## Data under study
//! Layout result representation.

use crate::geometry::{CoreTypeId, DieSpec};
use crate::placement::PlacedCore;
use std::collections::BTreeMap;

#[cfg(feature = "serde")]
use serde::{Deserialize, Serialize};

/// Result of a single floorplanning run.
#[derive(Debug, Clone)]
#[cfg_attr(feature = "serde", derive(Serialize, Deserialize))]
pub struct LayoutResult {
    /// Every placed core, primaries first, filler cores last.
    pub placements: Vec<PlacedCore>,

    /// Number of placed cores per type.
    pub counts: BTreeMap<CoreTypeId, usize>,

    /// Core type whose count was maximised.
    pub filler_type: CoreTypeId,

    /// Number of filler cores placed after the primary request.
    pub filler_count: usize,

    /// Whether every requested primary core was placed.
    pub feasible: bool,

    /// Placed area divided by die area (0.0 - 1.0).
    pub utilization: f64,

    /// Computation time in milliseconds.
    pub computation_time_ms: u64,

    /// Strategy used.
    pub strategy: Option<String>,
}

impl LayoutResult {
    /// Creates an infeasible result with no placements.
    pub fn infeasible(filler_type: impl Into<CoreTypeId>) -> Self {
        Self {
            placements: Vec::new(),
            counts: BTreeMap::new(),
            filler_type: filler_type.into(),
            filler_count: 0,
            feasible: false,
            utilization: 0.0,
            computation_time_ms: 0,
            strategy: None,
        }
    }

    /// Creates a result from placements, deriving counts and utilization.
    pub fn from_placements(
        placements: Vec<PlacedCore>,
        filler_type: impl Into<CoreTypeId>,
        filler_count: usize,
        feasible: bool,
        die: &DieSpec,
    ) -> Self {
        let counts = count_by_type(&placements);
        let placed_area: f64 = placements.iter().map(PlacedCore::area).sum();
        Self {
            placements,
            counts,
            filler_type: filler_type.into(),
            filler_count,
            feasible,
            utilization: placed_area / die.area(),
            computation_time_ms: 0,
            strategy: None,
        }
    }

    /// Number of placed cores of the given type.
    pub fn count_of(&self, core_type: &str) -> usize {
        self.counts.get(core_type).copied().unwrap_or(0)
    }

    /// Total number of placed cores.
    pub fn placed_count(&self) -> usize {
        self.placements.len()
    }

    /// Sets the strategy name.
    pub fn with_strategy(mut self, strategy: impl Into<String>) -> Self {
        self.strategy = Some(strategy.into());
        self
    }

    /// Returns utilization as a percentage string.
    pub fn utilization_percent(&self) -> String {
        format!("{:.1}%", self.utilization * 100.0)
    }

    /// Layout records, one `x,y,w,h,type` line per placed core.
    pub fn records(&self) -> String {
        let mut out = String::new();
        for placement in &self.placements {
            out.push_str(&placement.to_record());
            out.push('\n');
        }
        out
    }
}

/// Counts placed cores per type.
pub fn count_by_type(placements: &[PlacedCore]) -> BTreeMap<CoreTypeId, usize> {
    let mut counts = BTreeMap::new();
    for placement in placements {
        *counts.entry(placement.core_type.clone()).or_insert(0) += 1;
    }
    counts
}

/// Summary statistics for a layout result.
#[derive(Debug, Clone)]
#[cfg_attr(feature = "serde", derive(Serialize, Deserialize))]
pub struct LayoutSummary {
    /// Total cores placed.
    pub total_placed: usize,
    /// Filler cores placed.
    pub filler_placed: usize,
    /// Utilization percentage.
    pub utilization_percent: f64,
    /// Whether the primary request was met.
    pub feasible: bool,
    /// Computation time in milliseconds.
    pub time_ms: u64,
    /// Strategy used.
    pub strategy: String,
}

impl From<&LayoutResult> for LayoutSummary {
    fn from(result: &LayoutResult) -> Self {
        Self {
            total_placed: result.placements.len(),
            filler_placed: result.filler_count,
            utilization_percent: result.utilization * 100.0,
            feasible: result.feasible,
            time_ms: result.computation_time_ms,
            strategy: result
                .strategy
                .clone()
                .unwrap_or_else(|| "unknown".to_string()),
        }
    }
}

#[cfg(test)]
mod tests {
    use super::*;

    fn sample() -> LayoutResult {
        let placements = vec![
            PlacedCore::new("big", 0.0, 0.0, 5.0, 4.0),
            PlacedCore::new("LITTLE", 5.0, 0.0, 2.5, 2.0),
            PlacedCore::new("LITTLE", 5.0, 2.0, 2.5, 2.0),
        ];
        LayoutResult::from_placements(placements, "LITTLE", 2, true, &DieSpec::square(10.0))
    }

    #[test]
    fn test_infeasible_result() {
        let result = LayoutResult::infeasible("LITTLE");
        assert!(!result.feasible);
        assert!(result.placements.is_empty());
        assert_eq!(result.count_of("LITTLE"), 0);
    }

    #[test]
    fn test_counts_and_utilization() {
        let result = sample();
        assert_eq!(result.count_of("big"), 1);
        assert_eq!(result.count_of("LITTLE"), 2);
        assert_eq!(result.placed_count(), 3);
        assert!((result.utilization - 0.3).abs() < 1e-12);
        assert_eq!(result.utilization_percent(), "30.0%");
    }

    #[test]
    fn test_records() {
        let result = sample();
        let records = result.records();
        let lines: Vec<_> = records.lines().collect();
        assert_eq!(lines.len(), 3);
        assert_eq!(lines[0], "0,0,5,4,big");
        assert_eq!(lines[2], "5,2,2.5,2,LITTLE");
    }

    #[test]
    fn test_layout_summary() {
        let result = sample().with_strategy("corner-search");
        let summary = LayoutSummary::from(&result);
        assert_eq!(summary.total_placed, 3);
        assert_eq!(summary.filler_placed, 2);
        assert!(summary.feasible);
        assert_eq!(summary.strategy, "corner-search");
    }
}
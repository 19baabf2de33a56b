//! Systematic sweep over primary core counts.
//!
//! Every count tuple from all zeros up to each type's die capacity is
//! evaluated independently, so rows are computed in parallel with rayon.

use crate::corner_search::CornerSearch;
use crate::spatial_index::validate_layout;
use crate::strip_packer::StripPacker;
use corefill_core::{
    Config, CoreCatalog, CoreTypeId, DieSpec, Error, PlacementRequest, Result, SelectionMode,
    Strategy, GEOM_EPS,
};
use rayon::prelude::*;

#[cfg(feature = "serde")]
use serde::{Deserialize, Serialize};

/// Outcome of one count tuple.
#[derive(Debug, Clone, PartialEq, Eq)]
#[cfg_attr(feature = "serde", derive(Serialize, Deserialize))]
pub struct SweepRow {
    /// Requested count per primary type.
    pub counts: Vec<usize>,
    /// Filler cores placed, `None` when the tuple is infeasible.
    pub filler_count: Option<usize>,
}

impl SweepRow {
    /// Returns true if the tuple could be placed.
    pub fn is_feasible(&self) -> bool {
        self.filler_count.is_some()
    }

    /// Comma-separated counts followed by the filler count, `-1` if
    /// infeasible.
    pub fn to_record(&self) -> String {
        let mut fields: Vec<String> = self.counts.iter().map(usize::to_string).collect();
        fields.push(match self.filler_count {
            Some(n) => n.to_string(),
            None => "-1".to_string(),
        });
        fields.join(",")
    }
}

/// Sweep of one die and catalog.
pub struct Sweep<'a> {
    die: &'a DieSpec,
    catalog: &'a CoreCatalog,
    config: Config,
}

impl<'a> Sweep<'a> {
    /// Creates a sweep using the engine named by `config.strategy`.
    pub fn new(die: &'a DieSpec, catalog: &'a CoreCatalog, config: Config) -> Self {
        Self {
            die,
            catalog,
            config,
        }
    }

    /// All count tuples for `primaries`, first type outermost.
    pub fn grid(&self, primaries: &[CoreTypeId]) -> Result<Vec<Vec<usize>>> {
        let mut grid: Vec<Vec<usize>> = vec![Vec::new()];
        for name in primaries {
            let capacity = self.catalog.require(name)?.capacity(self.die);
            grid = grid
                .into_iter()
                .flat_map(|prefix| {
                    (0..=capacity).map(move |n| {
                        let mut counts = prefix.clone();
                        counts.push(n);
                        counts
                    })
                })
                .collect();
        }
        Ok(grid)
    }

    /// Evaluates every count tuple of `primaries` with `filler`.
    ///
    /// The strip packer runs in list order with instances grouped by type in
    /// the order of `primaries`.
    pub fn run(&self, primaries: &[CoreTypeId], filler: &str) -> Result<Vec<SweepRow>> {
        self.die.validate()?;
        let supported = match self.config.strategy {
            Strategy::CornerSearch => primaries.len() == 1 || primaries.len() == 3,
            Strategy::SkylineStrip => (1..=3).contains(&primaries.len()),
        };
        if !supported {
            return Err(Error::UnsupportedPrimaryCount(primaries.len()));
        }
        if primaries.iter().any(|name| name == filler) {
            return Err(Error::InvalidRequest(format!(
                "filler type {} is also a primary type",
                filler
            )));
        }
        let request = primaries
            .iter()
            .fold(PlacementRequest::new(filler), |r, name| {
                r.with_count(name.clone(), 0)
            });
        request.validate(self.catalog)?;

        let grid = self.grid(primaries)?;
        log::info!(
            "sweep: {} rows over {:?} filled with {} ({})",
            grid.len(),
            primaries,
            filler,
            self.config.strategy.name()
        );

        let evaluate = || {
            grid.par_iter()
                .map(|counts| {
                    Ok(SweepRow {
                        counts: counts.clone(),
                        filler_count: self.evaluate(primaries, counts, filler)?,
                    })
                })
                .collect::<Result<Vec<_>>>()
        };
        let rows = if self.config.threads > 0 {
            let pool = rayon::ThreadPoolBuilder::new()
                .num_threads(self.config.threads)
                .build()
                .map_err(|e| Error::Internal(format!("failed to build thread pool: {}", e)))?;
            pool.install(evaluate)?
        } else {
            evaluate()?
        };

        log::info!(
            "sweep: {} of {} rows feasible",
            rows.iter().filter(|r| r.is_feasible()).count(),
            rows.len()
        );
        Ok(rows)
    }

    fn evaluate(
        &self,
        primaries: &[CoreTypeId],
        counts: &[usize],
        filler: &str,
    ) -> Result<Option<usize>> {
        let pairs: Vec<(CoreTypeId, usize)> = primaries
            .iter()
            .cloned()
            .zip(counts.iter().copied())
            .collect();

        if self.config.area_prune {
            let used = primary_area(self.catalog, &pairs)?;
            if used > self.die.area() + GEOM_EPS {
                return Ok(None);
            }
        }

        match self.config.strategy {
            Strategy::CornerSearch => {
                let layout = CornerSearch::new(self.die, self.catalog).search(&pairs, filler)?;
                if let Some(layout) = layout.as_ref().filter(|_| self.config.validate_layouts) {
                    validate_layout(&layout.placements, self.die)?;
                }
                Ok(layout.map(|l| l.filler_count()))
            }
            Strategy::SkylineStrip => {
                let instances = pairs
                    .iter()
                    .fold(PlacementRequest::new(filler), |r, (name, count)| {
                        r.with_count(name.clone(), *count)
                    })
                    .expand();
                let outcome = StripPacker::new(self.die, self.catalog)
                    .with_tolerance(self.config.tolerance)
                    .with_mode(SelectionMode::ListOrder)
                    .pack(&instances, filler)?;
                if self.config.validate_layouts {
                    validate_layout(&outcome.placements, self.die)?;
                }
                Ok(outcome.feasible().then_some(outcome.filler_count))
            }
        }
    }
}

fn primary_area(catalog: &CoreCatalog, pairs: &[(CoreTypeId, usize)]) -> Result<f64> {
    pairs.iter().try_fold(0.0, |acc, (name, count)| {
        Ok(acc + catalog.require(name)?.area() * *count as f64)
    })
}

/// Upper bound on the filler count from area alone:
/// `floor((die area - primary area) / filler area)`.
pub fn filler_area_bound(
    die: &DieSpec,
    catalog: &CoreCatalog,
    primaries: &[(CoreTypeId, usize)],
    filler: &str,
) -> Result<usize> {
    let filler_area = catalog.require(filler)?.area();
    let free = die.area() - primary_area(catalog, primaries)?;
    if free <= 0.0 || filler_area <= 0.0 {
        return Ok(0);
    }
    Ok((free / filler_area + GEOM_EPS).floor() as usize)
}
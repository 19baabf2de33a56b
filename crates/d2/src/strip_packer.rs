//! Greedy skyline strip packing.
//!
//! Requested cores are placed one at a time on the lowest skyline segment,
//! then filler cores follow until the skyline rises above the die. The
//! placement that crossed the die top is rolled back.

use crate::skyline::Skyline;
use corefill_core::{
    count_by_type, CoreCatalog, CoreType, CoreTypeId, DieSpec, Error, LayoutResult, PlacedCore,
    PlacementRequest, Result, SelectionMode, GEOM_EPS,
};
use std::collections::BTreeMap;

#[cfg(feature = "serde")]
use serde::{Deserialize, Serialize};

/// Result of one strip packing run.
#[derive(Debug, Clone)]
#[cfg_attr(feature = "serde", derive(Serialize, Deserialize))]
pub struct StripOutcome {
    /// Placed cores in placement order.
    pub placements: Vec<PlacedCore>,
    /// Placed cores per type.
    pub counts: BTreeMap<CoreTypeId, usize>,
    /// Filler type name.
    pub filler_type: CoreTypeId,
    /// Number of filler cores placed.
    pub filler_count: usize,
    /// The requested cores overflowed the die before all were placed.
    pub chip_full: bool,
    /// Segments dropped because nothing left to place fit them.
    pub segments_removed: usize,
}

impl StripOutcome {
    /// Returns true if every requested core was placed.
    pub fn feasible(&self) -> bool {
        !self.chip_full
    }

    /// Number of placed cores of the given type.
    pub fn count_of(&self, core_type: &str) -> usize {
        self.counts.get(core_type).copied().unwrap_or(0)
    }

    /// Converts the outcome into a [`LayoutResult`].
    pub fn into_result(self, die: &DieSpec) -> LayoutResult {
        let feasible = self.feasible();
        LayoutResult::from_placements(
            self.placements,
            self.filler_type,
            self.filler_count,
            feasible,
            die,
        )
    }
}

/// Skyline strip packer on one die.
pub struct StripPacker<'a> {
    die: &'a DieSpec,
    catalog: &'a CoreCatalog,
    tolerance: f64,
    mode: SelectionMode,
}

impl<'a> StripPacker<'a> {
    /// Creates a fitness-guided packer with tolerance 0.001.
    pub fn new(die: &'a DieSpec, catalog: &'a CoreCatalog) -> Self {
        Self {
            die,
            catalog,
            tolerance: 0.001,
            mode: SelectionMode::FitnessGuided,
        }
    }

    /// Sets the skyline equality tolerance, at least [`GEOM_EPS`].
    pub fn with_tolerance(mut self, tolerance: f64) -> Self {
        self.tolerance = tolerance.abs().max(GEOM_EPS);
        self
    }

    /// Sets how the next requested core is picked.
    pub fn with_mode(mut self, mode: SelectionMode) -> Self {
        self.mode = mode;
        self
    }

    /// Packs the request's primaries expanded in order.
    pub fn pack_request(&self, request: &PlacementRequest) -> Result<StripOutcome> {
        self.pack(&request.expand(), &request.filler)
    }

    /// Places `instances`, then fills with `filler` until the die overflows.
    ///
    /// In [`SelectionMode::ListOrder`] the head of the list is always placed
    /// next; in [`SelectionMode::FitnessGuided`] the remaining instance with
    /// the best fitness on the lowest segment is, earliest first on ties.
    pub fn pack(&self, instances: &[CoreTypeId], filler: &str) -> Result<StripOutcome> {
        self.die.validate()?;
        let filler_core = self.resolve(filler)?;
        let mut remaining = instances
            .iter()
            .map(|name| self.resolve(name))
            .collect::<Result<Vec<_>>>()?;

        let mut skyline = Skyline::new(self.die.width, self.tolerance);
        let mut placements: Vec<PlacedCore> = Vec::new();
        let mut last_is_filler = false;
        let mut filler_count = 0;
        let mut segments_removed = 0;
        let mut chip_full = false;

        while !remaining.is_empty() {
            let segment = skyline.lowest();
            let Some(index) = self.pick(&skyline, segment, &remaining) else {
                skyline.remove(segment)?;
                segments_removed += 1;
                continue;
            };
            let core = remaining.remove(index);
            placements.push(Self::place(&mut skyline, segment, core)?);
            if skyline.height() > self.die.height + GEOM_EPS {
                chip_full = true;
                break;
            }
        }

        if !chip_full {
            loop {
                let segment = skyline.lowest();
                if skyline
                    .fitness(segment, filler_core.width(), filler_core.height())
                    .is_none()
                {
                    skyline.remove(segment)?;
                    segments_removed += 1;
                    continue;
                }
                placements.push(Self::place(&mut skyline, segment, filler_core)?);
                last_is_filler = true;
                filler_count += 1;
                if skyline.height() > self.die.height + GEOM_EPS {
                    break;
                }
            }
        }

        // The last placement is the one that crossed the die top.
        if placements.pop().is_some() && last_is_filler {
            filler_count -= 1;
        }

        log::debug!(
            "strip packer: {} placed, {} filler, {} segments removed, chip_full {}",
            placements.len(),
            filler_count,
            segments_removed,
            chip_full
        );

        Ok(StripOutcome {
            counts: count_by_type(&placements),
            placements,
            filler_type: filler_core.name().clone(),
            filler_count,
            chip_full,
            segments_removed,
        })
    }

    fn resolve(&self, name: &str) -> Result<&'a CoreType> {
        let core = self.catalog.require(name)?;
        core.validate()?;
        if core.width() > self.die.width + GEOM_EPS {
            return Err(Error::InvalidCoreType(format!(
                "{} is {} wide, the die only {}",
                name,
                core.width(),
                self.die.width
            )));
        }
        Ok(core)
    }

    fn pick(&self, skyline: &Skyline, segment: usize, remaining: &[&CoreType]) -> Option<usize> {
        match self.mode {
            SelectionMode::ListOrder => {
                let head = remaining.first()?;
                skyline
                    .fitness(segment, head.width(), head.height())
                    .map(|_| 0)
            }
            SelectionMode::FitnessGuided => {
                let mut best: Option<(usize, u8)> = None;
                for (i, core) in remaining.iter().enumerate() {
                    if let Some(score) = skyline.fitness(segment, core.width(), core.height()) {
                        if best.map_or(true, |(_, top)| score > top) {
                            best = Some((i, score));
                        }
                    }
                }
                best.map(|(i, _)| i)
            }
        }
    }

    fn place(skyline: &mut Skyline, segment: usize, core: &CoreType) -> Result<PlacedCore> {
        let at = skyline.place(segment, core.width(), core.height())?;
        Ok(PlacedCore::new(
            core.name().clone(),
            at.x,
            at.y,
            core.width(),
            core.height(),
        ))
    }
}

## Task directions
Print exactly the lines from the beginning of the entries through the line with "of placed cores per type.". Output nothing more.

## Exercise result
//! Layout result representation.

use crate::geometry::{CoreTypeId, DieSpec};
use crate::placement::PlacedCore;
use std::collections::BTreeMap;

#[cfg(feature = "serde")]
use serde::{Deserialize, Serialize};

/// Result of a single floorplanning run.
#[derive(Debug, Clone)]
#[cfg_attr(feature = "serde", derive(Serialize, Deserialize))]
pub struct LayoutResult {
    /// Every placed core, primaries first, filler cores last.
    pub placements: Vec<PlacedCore>,

    /// Number of placed cores per type.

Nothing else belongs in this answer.